Segment Open

//! Workspace scoping for the file and terminal tools.
//!
//! Every path a tool touches must resolve inside the workspace root. Relative
//! paths are taken against the root; absolute paths must already point
//! inside it.

use std::path::{Component, Path, PathBuf};

#[derive(Debug, thiserror::Error)]
pub enum PathValidationError {
    #[error("Path '{path}' is outside the workspace")]
    OutsideWorkspace { path: String },

    #[error("Path traversal detected in '{path}'")]
    PathTraversal { path: String },

    #[error("Failed to canonicalize path '{path}': {reason}")]
    CanonicalizeFailed { path: String, reason: String },
}

/// A canonical workspace root.
#[derive(Debug, Clone)]
pub struct Workspace {
    root: PathBuf,
}

impl Workspace {
    /// Canonicalize `root`; the directory must exist.
    pub fn new(root: impl AsRef<Path>) -> Result<Self, PathValidationError> {
        let root = root.as_ref();
        let canonical = root
            .canonicalize()
            .map_err(|e| PathValidationError::CanonicalizeFailed {
                path: root.display().to_string(),
                reason: e.to_string(),
            })?;
        Ok(Self { root: canonical })
    }

    pub fn root(&self) -> &Path {
        &self.root
    }

    /// Resolve a tool-supplied path to an absolute path inside the root.
    ///
    /// The target itself need not exist (for `create`), but the deepest
    /// entry that does exist, symlink or not, is resolved before the
    /// containment check. A dangling symlink cannot be resolved and is
    /// refused.
    pub fn resolve(&self, path: &str) -> Result<PathBuf, PathValidationError> {
        let raw = Path::new(path);
        if raw.components().any(|c| matches!(c, Component::ParentDir)) {
            return Err(PathValidationError::PathTraversal { path: path.into() });
        }

        let joined = if raw.is_absolute() {
            raw.to_path_buf()
        } else {
            self.root.join(raw)
        };

        // Canonicalize the deepest existing entry, then re-append the rest.
        // `symlink_metadata` sees links whose target is missing.
        let mut existing = joined.as_path();
        let mut rest = Vec::new();
        while existing.symlink_metadata().is_err() {
            match (existing.parent(), existing.file_name()) {
                (Some(parent), Some(name)) => {
                    rest.push(name.to_os_string());
                    existing = parent;
                }
                _ => break,
            }
        }
        let mut canonical =
            existing
                .canonicalize()
                .map_err(|e| PathValidationError::CanonicalizeFailed {
                    path: path.into(),
                    reason: e.to_string(),
                })?;
        for name in rest.into_iter().rev() {
            canonical.push(name);
        }

        if !canonical.starts_with(&self.root) {
            return Err(PathValidationError::OutsideWorkspace { path: path.into() });
        }
        Ok(canonical)
    }

    /// Path relative to the root, for display in tool output.
    pub fn display(&self, path: &Path) -> String {
        path.strip_prefix(&self.root)
            .map(|p| {
                if p.as_os_str().is_empty() {
                    ".".to_string()
                } else {
                    p.display().to_string()
                }
            })
            .unwrap_or_else(|_| path.display().to_string())
    }
}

Segment Closed

Task to carry out: Nothing should be returned except the lines from the one containing "if raw.components().any(|c| matches!(c, Component::ParentDir))" through the last line of the data, each restated word for word.

Solution to the exercise:
        if raw.components().any(|c| matches!(c, Component::ParentDir)) {
            return Err(PathValidationError::PathTraversal { path: path.into() });
        }

        let joined = if raw.is_absolute() {
            raw.to_path_buf()
        } else {
            self.root.join(raw)
        };

        // Canonicalize the deepest existing entry, then re-append the rest.
        // `symlink_metadata` sees links whose target is missing.
        let mut existing = joined.as_path();
        let mut rest = Vec::new();
        while existing.symlink_metadata().is_err() {
            match (existing.parent(), existing.file_name()) {
                (Some(parent), Some(name)) => {
                    rest.push(name.to_os_string());
                    existing = parent;
                }
                _ => break,
            }
        }
        let mut canonical =
            existing
                .canonicalize()
                .map_err(|e| PathValidationError::CanonicalizeFailed {
                    path: path.into(),
                    reason: e.to_string(),
                })?;
        for name in rest.into_iter().rev() {
            canonical.push(name);
        }

        if !canonical.starts_with(&self.root) {
            return Err(PathValidationError::OutsideWorkspace { path: path.into() });
        }
        Ok(canonical)
    }

    /// Path relative to the root, for display in tool output.
    pub fn display(&self, path: &Path) -> String {
        path.strip_prefix(&self.root)
            .map(|p| {
                if p.as_os_str().is_empty() {
                    ".".to_string()
                } else {
                    p.display().to_string()
                }
            })
            .unwrap_or_else(|_| path.display().to_string())
    }
}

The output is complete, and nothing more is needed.